Чёрт, – подумал, – сейчас она меня пошлёт.
– Химией, – ответила Оля.
– Химией? – удивился Фима. – Понимаю: формулы, колбы, кислоты. Много у тебя друзей было?
Чёрт! – снова спохватился.
– Да, – ответила на это Оля, – у нас целый кружок был.
– И чем вы там занимались? – поинтересовался Фима. – Правда химией?
Чёрт! Чёрт!
– Мы ставили опыты.
– Экспериментировали вместе?
!!!!!!!!!!
– Мы все, – сказала вдруг Оля, – были влюблены в химика. Он был старый и красивый. Тебе нравятся старые мужчины?
– Старые? Ты что! – не в тему ответил Фима, судорожно думая, о чём говорить дальше.
– У него были красивые пальцы, – не дала ему продолжить Оля. – Когда он касался меня, мне становилось холодно. А потом я вся начинала гореть.
– Он трогал тебя? – не понял Фима.
– Да, – подтвердила она, – Мне было пятнадцать. Мне хотелось узнать о всех тайнах жизни. Почувствовать всю сладость этого мира. Поэтому я выбрала именно его – взрослого и опытного, с красивыми пальцами. Он был моим первым мужчиной.
– Как это? – не сразу понял Фима.
– В плане секса, – повернулась к нему Оля. – У нас с ним это случилось просто в классе после уроков. На мне была совсем короткая форма, ему даже не пришлось меня раздевать.
Она достала новую сигарету.
– А потом? – Фима с трудом проглотил слюну и ослабил узел галстука.
– А потом он умер, – охотно объяснила Оля. – Не сразу, конечно, не после нашего с ним секса. Где-то через год. Сердце. Мы всем классом ходили на похороны. У него осталась красивая вдова. Чуть полноватая, но в целом ничего для своего возраста. Подкинешь меня домой? – спросила неожиданно.
По дороге они молчали. Но и дорога была короткой.
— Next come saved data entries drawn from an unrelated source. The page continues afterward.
//! Local persistence: the SQLite trade journal and the funding-interval
//! mismatch list.

mod journal;
mod mismatch;

pub use journal::{JournalAction, JournalEntry, TradeJournal};
pub use mismatch::MismatchStore;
Вдовы, думал Фима, вдовы – эти наверняка. Вдовам туда прямая дорога, там их ждут с распростёртыми объятьями. Вдовы – наилучшие любовницы. Самые выносливые. Самые неспокойные. Его первой женщиной была вдова. Знакомая родителей. Кандидат наук. Большинство знакомых его родителей были кандидатами наук. В детстве Фима был уверен, что кандидаты наук составляют большинство населения этого города. А доценты составляют его меньшинство. Хотя доцентов среди их знакомых тоже хватало. У них была солидная семья, Фима рос в порядочном окружении. В принципе, имея такое число знакомых кандидатов, трудно было переспать в первый раз с кем-то другим. Вдова сама проявила инициативу, предложила дружбу, обещала протекцию при поступлении, давала консультации. Одна из консультаций у неё дома завершилась быстрым сексом. Фима не сопротивлялся. Пусть будет кандидат – подумал. Потом она на самом деле помогла при поступлении, хотя между ними больше ничего не было. Надеюсь, ей не понравилось, – думал Фима. Но со вдовами после этого вёл себя осторожно. Со вдовами никогда не знаешь, как получится, – размышлял он, покуривая на балконе и разглядывая золотые огни в старых домах за рекой. Со вдовами он стал осторожен настолько, что, даже начав собственное дело, старался брать на работу только замужних. Желательно среднего возраста. Желательно с золотыми зубами. Это дисциплинировало.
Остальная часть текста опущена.